La sentenza che smonta la trattativa Stato-mafia

di Redazione Blitz
Pubblicato il 15 Ottobre 2013 - 10:27 OLTRE 6 MESI FA
La sentenza che smonta la trattativa Stato-mafia

Giorgio Napolitano (Foto LaPresse)

ROMA – Mario Mori e Mauro Obinu sono stati assolti in primo grado nel processo presso il tribunale di Palermo. Un’assoluzione che smonta la tesi della trattativa tra Stato e mafia che vede il presidente della Repubblica Giorgio Napolitano tra i testimoni, con il pm di Palermo che continua a chiedere una sua deposizione.

Mori e Obinu sono gli ex responsabili del Ros che sono stati assolti dall’accusa di non aver voluto catturare Bernardo Provenzano nel 1995. Assoluzioni che, scrive il Corriere della Sera,

“rappresentano una forte ipotetica sul processo-gemello, quello per la presunta trattativa fra lo Stato e la mafia nella stagione delle stragi. Perché secondo i pubblici ministeri (gli stessi nei due dibattimenti) l’ipotetico favoreggiamento del latitante «storico» di Cosa nostra fu consumato proprio in ossequio alla trattativa.

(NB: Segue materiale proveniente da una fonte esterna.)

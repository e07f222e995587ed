//! Endian-aware byte cursors
//!
//! [`InputBuffer`] walks a borrowed byte slice, [`OutputBuffer`] grows an owned
//! `Vec<u8>`. Both carry a byte-order flag that decides how multi-byte fields
//! are encoded. Readers and writers that need a specific byte order for the
//! duration of one operation take an [`EndianScope`], which puts the caller's
//! setting back when it is dropped, including on early returns.

use crate::error::{Error, Result};
use byteorder::{BigEndian, ByteOrder, LittleEndian, WriteBytesExt};
use std::io::Write;
use std::ops::{Deref, DerefMut};

/// Anything with a switchable byte order
pub trait Endian {
    /// `true` when multi-byte fields are big-endian ("MM")
    fn is_big_endian(&self) -> bool;

    /// Switch the byte order
    fn set_big_endian(&mut self, big_endian: bool);
}

/// Temporary byte-order override
///
/// Dereferences to the wrapped cursor. The previous byte order is restored
/// when the scope is dropped.
pub struct EndianScope<'a, T: Endian> {
    target: &'a mut T,
    saved: bool,
}

impl<'a, T: Endian> EndianScope<'a, T> {
    /// Override the byte order of `target` until the scope ends
    pub fn new(target: &'a mut T, big_endian: bool) -> Self {
        let saved = target.is_big_endian();
        target.set_big_endian(big_endian);
        Self { target, saved }
    }
}

impl<T: Endian> Deref for EndianScope<'_, T> {
    type Target = T;

    fn deref(&self) -> &T {
        self.target
    }
}

impl<T: Endian> DerefMut for EndianScope<'_, T> {
    fn deref_mut(&mut self) -> &mut T {
        self.target
    }
}

impl<T: Endian> Drop for EndianScope<'_, T> {
    fn drop(&mut self) {
        self.target.set_big_endian(self.saved);
    }
}

/// Read cursor over a byte slice
#[derive(Debug, Clone)]
pub struct InputBuffer<'a> {
    data: &'a [u8],
    offset: usize,
    big_endian: bool,
}

macro_rules! read_number {
    ($name:ident, $ty:ty, $size:expr, $read:ident) => {
        #[doc = concat!("Read a `", stringify!($ty), "` in the active byte order")]
        pub fn $name(&mut self) -> Result<$ty> {
            let bytes = self.take($size)?;
            Ok(if self.big_endian {
                BigEndian::$read(bytes)
            } else {
                LittleEndian::$read(bytes)
            })
        }
    };
}

impl<'a> InputBuffer<'a> {
    /// Create a little-endian cursor positioned at the start of `data`
    pub fn new(data: &'a [u8]) -> Self {
        Self {
            data,
            offset: 0,
            big_endian: false,
        }
    }

    /// Create a cursor with an explicit byte order
    pub fn with_endian(data: &'a [u8], big_endian: bool) -> Self {
        Self {
            data,
            offset: 0,
            big_endian,
        }
    }

    /// Total length of the underlying data
    pub fn len(&self) -> usize {
        self.data.len()
    }

    /// Check if the underlying data is empty
    pub fn is_empty(&self) -> bool {
        self.data.is_empty()
    }

    /// Current position
    pub fn offset(&self) -> usize {
        self.offset
    }

    /// Bytes left after the current position
    pub fn remaining(&self) -> usize {
        self.data.len().saturating_sub(self.offset)
    }

    /// The whole underlying slice
    pub fn data(&self) -> &'a [u8] {
        self.data
    }

    /// Move to an absolute position
    ///
    /// Seeking past the end is allowed; the next read fails instead.
    pub fn seek(&mut self, offset: usize) {
        self.offset = offset;
    }

    /// Advance by `count` bytes
    pub fn skip(&mut self, count: usize) {
        self.offset = self.offset.saturating_add(count);
    }

    /// Check that `count` bytes are readable at `offset`
    pub fn has_range(&self, offset: usize, count: usize) -> bool {
        offset
            .checked_add(count)
            .is_some_and(|end| end <= self.data.len())
    }

    /// Consume `count` bytes
    pub fn read_bytes(&mut self, count: usize) -> Result<&'a [u8]> {
        self.take(count)
    }

    /// Read a single byte
    pub fn read_u8(&mut self) -> Result<u8> {
        Ok(self.take(1)?[0])
    }

    /// Read a single signed byte
    pub fn read_i8(&mut self) -> Result<i8> {
        Ok(self.take(1)?[0] as i8)
    }

    read_number!(read_u16, u16, 2, read_u16);
    read_number!(read_i16, i16, 2, read_i16);
    read_number!(read_u32, u32, 4, read_u32);
    read_number!(read_i32, i32, 4, read_i32);
    read_number!(read_f32, f32, 4, read_f32);
    read_number!(read_f64, f64, 8, read_f64);

    fn take(&mut self, count: usize) -> Result<&'a [u8]> {
        if !self.has_range(self.offset, count) {
            return Err(Error::UnexpectedEof {
                offset: self.offset,
                needed: count,
            });
        }
        let bytes = &self.data[self.offset..self.offset + count];
        self.offset += count;
        Ok(bytes)
    }
}

impl Endian for InputBuffer<'_> {
    fn is_big_endian(&self) -> bool {
        self.big_endian
    }

    fn set_big_endian(&mut self, big_endian: bool) {
        self.big_endian = big_endian;
    }
}

/// Growable write buffer
#[derive(Debug, Clone, Default)]
pub struct OutputBuffer {
    bytes: Vec<u8>,
    big_endian: bool,
}

macro_rules! write_number {
    ($name:ident, $ty:ty) => {
        #[doc = concat!("Write a `", stringify!($ty), "` in the active byte order")]
        pub fn $name(&mut self, value: $ty) -> Result<()> {
            if self.big_endian {
                self.bytes.$name::<BigEndian>(value)?;
            } else {
                self.bytes.$name::<LittleEndian>(value)?;
            }
            Ok(())
        }
    };
}

impl OutputBuffer {
    /// Create an empty little-endian buffer
    pub fn new() -> Self {
        Self::default()
    }

    /// Create an empty buffer with room for `capacity` bytes
    pub fn with_capacity(capacity: usize) -> Self {
        Self {
            bytes: Vec::with_capacity(capacity),
            big_endian: false,
        }
    }

    /// Number of bytes written so far
    pub fn len(&self) -> usize {
        self.bytes.len()
    }

    /// Check if nothing has been written
    pub fn is_empty(&self) -> bool {
        self.bytes.is_empty()
    }

    /// Written bytes
    pub fn as_bytes(&self) -> &[u8] {
        &self.bytes
    }

    /// Take the written bytes
    pub fn into_bytes(self) -> Vec<u8> {
        self.bytes
    }

    /// Write a single byte
    pub fn write_u8(&mut self, value: u8) -> Result<()> {
        self.bytes.write_u8(value)?;
        Ok(())
    }

    /// Write a single signed byte
    pub fn write_i8(&mut self, value: i8) -> Result<()> {
        self.bytes.write_i8(value)?;
        Ok(())
    }

    write_number!(write_u16, u16);
    write_number!(write_i16, i16);
    write_number!(write_u32, u32);
    write_number!(write_i32, i32);
    write_number!(write_f32, f32);
    write_number!(write_f64, f64);

    /// Write raw bytes
    pub fn write_bytes(&mut self, bytes: &[u8]) -> Result<()> {
        self.bytes.write_all(bytes)?;
        Ok(())
    }

    /// Write `count` zero bytes
    pub fn pad(&mut self, count: usize) -> Result<()> {
        self.bytes.resize(self.bytes.len() + count, 0);
        Ok(())
    }
}

impl Endian for OutputBuffer {
    fn is_big_endian(&self) -> bool {
        self.big_endian
    }

    fn set_big_endian(&mut self, big_endian: bool) {
        self.big_endian = big_endian;
    }
}

#[cfg(test)]
mod tests {
    use super::*;

    #[test]
    fn test_byte_order() {
        let mut be = InputBuffer::with_endian(&[0x12, 0x34, 0x12, 0x34, 0x56, 0x78], true);
        assert_eq!(be.read_u16().unwrap(), 0x1234);
        assert_eq!(be.read_u32().unwrap(), 0x12345678);

        let mut le = InputBuffer::new(&[0x34, 0x12, 0x78, 0x56, 0x34, 0x12]);
        assert_eq!(le.read_u16().unwrap(), 0x1234);
        assert_eq!(le.read_u32().unwrap(), 0x12345678);
    }

    #[test]
    fn test_read_past_end() {
        let mut input = InputBuffer::new(&[1, 2, 3]);
        input.seek(2);
        let err = input.read_u16().unwrap_err();
        assert!(matches!(
            err,
            Error::UnexpectedEof {
                offset: 2,
                needed: 2
            }
        ));
        // A failed read leaves the position untouched
        assert_eq!(input.offset(), 2);
        assert_eq!(input.read_u8().unwrap(), 3);
    }

    #[test]
    fn test_has_range_overflow() {
        let input = InputBuffer::new(&[0; 8]);
        assert!(input.has_range(4, 4));
        assert!(!input.has_range(5, 4));
        assert!(!input.has_range(usize::MAX, 2));
    }

    #[test]
    fn test_write_endianness() {
        let mut out = OutputBuffer::new();
        out.write_u16(0x1234).unwrap();
        out.set_big_endian(true);
        out.write_u16(0x1234).unwrap();
        out.write_i32(-2).unwrap();
        assert_eq!(
            out.as_bytes(),
            &[0x34, 0x12, 0x12, 0x34, 0xFF, 0xFF, 0xFF, 0xFE]
        );
    }

    #[test]
    fn test_endian_scope_restores() {
        let mut out = OutputBuffer::new();
        {
            let mut scoped = EndianScope::new(&mut out, true);
            assert!(scoped.is_big_endian());
            scoped.write_u16(1).unwrap();
        }
        assert!(!out.is_big_endian());
        assert_eq!(out.as_bytes(), &[0, 1]);
    }

    #[test]
    fn test_endian_scope_restores_on_error() {
        fn failing(input: &mut InputBuffer) -> Result<u32> {
            let mut scoped = EndianScope::new(input, true);
            scoped.read_u32()
        }

        let data = [0u8; 2];
        let mut input = InputBuffer::new(&data);
        assert!(failing(&mut input).is_err());
        assert!(!input.is_big_endian());
    }
}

Secondo i giudici, invece, il favoreggiamento non ci fu, e nemmeno la trattativa è così sicura. Anzi. Talvolta appare «immaginale», ma mai «sufficientemente provata».

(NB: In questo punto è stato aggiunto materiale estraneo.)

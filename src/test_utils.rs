//! Test helpers for building IFD data in memory.
//!
//! - [`RawTiff`] hand-assembles TIFF bytes entry by entry, including the
//!   malformed layouts (cycles, unknown types, dangling offsets) the writer
//!   never produces
//! - [`sample_exif`] builds a tree that touches every directory and most
//!   value kinds
//!
//! # Usage
//!
//! ```
//! use exif_io::test_utils::{Next, RawTiff};
//! use exif_io::ExifData;
//!
//! let bytes = RawTiff::big_endian()
//!     .ifd(vec![RawTiff::short(0x0112, 6)], Next::Ifd(0)) // points at itself
//!     .build();
//! let data = ExifData::from_bytes(&bytes).unwrap();
//! assert_eq!(data.len(), 1);
//! ```

use crate::{
    buffer::{Endian, OutputBuffer},
    directory::SubDirectory,
    exif::ExifData,
    layout::{HEADER_SIZE, TIFF_MAGIC},
    tags,
    value::{IfdValue, Rational},
};

/// Next-IFD pointer of a hand-built directory
#[derive(Debug, Clone, Copy, PartialEq, Eq)]
pub enum Next {
    /// Zero, ending the chain
    End,
    /// Offset of the directory with this index in the builder
    Ifd(usize),
    /// Arbitrary offset
    Offset(u32),
}

#[derive(Debug, Clone)]
enum Field {
    Raw([u8; 4]),
    Short(u16),
    Long(u32),
    Ifd(usize),
    Data(Vec<u8>),
}

/// One hand-built 12-byte entry
#[derive(Debug, Clone)]
pub struct RawEntry {
    tag: u16,
    kind: u16,
    count: u32,
    field: Field,
}

/// Hand assembler for TIFF byte streams
///
/// Directories are laid out back to back after the header, followed by the
/// out-of-line data of [`RawTiff::data`] entries. Every directory gets a
/// next-IFD slot.
#[derive(Debug, Clone)]
pub struct RawTiff {
    big_endian: bool,
    magic: u16,
    first: Option<u32>,
    ifds: Vec<(Vec<RawEntry>, Next)>,
}

impl RawTiff {
    pub fn big_endian() -> Self {
        Self::with_endian(true)
    }

    pub fn little_endian() -> Self {
        Self::with_endian(false)
    }

    fn with_endian(big_endian: bool) -> Self {
        Self {
            big_endian,
            magic: TIFF_MAGIC,
            first: None,
            ifds: Vec::new(),
        }
    }

    /// Override the magic number
    pub fn with_magic(mut self, magic: u16) -> Self {
        self.magic = magic;
        self
    }

    /// Override the first-IFD offset in the header
    pub fn with_first_offset(mut self, offset: u32) -> Self {
        self.first = Some(offset);
        self
    }

    /// Append a directory
    pub fn ifd(mut self, entries: Vec<RawEntry>, next: Next) -> Self {
        self.ifds.push((entries, next));
        self
    }

    /// Offset the directory at `index` will be written at
    pub fn ifd_offset(&self, index: usize) -> u32 {
        let size: usize = self.ifds[..index]
            .iter()
            .map(|(entries, _)| 2 + 12 * entries.len() + 4)
            .sum();
        (HEADER_SIZE + size) as u32
    }

    /// Entry with a raw 4-byte value field, copied as-is
    pub fn entry(tag: u16, kind: u16, count: u32, field: [u8; 4]) -> RawEntry {
        RawEntry {
            tag,
            kind,
            count,
            field: Field::Raw(field),
        }
    }

    /// Single SHORT entry
    pub fn short(tag: u16, value: u16) -> RawEntry {
        RawEntry {
            tag,
            kind: 3,
            count: 1,
            field: Field::Short(value),
        }
    }

    /// Single LONG entry
    pub fn long(tag: u16, value: u32) -> RawEntry {
        RawEntry {
            tag,
            kind: 4,
            count: 1,
            field: Field::Long(value),
        }
    }

    /// LONG entry holding the offset of directory `index`
    pub fn pointer(tag: u16, index: usize) -> RawEntry {
        RawEntry {
            tag,
            kind: 4,
            count: 1,
            field: Field::Ifd(index),
        }
    }

    /// Entry whose payload is stored after the directories
    ///
    /// `bytes` are written verbatim, so multi-byte elements must already be
    /// in the stream's byte order.
    pub fn data(tag: u16, kind: u16, count: u32, bytes: Vec<u8>) -> RawEntry {
        RawEntry {
            tag,
            kind,
            count,
            field: Field::Data(bytes),
        }
    }

    /// ASCII entry, inline when it fits
    pub fn ascii(tag: u16, text: &str) -> RawEntry {
        let mut bytes = text.as_bytes().to_vec();
        bytes.push(0);
        let count = bytes.len() as u32;
        if bytes.len() <= 4 {
            bytes.resize(4, 0);
            Self::entry(tag, 2, count, [bytes[0], bytes[1], bytes[2], bytes[3]])
        } else {
            Self::data(tag, 2, count, bytes)
        }
    }

    /// Assemble the stream
    pub fn build(&self) -> Vec<u8> {
        let mut out = OutputBuffer::new();
        out.set_big_endian(self.big_endian);
        // Writes to a Vec cannot fail
        self.write(&mut out).unwrap_or_default();
        out.into_bytes()
    }

    fn write(&self, out: &mut OutputBuffer) -> crate::Result<()> {
        out.write_bytes(if self.big_endian { b"MM" } else { b"II" })?;
        out.write_u16(self.magic)?;
        let first = if self.ifds.is_empty() { 0 } else { self.ifd_offset(0) };
        out.write_u32(self.first.unwrap_or(first))?;

        let mut data_offset = self.ifd_offset(self.ifds.len());
        let mut blobs = Vec::new();

        for (entries, next) in &self.ifds {
            out.write_u16(entries.len() as u16)?;
            for entry in entries {
                out.write_u16(entry.tag)?;
                out.write_u16(entry.kind)?;
                out.write_u32(entry.count)?;
                match &entry.field {
                    Field::Raw(bytes) => out.write_bytes(bytes)?,
                    Field::Short(value) => {
                        out.write_u16(*value)?;
                        out.pad(2)?;
                    }
                    Field::Long(value) => out.write_u32(*value)?,
                    Field::Ifd(index) => out.write_u32(self.ifd_offset(*index))?,
                    Field::Data(bytes) => {
                        out.write_u32(data_offset)?;
                        data_offset += bytes.len() as u32;
                        blobs.push(bytes);
                    }
                }
            }
            out.write_u32(match next {
                Next::End => 0,
                Next::Ifd(index) => self.ifd_offset(*index),
                Next::Offset(offset) => *offset,
            })?;
        }

        for blob in blobs {
            out.write_bytes(blob)?;
        }
        Ok(())
    }
}

/// Tree with ifd0, ifd1 and all three sub-directories
///
/// Interop sits inside the Exif directory, where cameras put it.
pub fn sample_exif() -> ExifData {
    let mut data = ExifData::new();

    let ifd0 = data.image_directory_mut();
    ifd0.set_image_width(4000);
    ifd0.set_image_height(3000);
    ifd0.set_make("Canon");
    ifd0.set_model("EOS R5");
    ifd0.set_orientation(1);
    ifd0.set_resolution_x((72u32, 1u32));
    ifd0.set_resolution_y((72u32, 1u32));
    ifd0.set_resolution_unit(2);
    ifd0.set_software("exif-io");
    ifd0.set_date_time("2024:05:06 07:08:09");
    ifd0.set("BitsPerSample", [8u16, 8, 8]);
    // Unregistered tags keep their explicit types
    ifd0.insert(0xC000, IfdValue::SByte(vec![-1, 2, -3]));
    ifd0.insert(0xC001, IfdValue::SShort(vec![-300]));
    ifd0.insert(0xC002, IfdValue::SLong(vec![-70_000, 70_000]));
    ifd0.insert(0xC003, IfdValue::Single(vec![1.5]));
    ifd0.insert(0xC004, IfdValue::Double(vec![-0.25, 1e10]));

    let exif = ifd0.sub_mut(SubDirectory::Exif);
    exif.set("ExposureTime", (1u32, 250u32));
    exif.set("FNumber", (28u32, 10u32));
    exif.set("ISOSpeedRatings", 400u16);
    exif.set("ExifVersion", "0231");
    exif.set("DateTimeOriginal", "2024:05:06 07:08:09");
    exif.set("ExposureBiasValue", Rational::new(-2, 3));
    exif.set("FocalLength", (50u32, 1u32));
    exif.set(
        tags::USER_COMMENT,
        IfdValue::Undefined(b"ASCII\0\0\0hello".to_vec()),
    );
    exif.sub_mut(SubDirectory::Interop).set("InteropIndex", "R98");

    let gps = ifd0.sub_mut(SubDirectory::Gps);
    gps.set("GPSVersionID", [2u8, 3, 0, 0]);
    gps.set_gps_latitude(48.8584);
    gps.set_gps_longitude(2.2945);

    let ifd1 = data.thumbnail_directory_mut();
    ifd1.set("Compression", 6u16);
    ifd1.set_image_width(160);
    ifd1.set_image_height(120);
    ifd1.set("JPEGInterchangeFormat", 0u32);
    ifd1.set("JPEGInterchangeFormatLength", 0u32);

    data
}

“Spesso incerto, talora confuso ed anche contraddittorio”, questa la descrizione del quadro probatorio che per la sentenza presenta dubbi e perplessità, scrive il Corriere della Sera:

“Ad esempio: l’arresto di Salvatore Riina operato dallo stesso Ros il 15 gennaio 1993, che per l’accusa fu un primo frutto del «patto occulto» siglato con Provenzano, per i giudici «ha costituito una svolta che ha restituito fiducia e slancio all’azione di contrasto all’associazione mafiosa, che da lì in poi ha conosciuto una ragguardevole continuità».

E ancora:

“la storia dei 300 e passa decreti di «carcere duro» revocati dall’ex ministro della Giustizia Conso nell’autunno ‘93 — altra conseguenza della trattativa, nella ricostruzione dei pm — saranno pure stati «un segnale di distensione» , che però sembra «eccessivamente enfatizzato dall’accusa»; avvenne «per cercare di evitare i colpi di un terrorismo mafioso che sembrava in quel momento incontrollabile», e in ogni caso «non vi è prova della presunta trattativa che avrebbe condotto al cedimento del ministro Conso»”.

Dopo 20 anni, secondo la sentenza del tribunale vi sono elementi che vanno considerati con il giusto peso oppure

«rischia di essere fuorviante e di fare apparire, attraverso facili dietrologie e impropri richiami moralistici, complicità e connivenze gli sforzi di chi magari cercava in quei difficili momenti di evitare eventi sanguinosi in attesa di tempi migliori. I giudici si spingono fino a rendere omaggio agli ufficiali che «portarono a termine la cattura del Riina», mentre avanzano ombre pesanti sui testimoni dei pm. In particolare Massimo Ciancimino, figlio dell’ex sindaco mafioso Vito (a sua volta «personaggio quanto mai inquietante e tutt’altro che trasparente»), rivelatosi tutt’altro che attendibile, vittima di una «narcisistica propensione ad affermazioni eclatanti che gli facessero guadagnare la ribalta mediatica» e guidato dal «velleitario tentativo di conquistare con gli inquirenti una posizione di forza che preservasse il patrimonio illecitamente accumulato dal padre»”.

Per la posizione di Nicola Mancino, ex ministro imputato per falsa testimonianza, non vi sarebbero riscontri di una trattativa. Solo ipotesi, spiega il Corriere della Sera:

“E che Paolo Borsellino sia stato ucciso perché aveva saputo della trattativa e s’era opposto, «è frutto di una mera ipotesi che potrebbe essere plausibile, ma non trova supporto probatorio in nessun sicuro elemento»”.

Alcuni aspetti del mancato arresto sono opachi, spiega la sentenza,

“ma il patto Provenzano non è provato. E resta un altro processo basato su elementi quasi identici, appena cominciato, che da ieri è diventato un po’ più difficile per l’accusa”.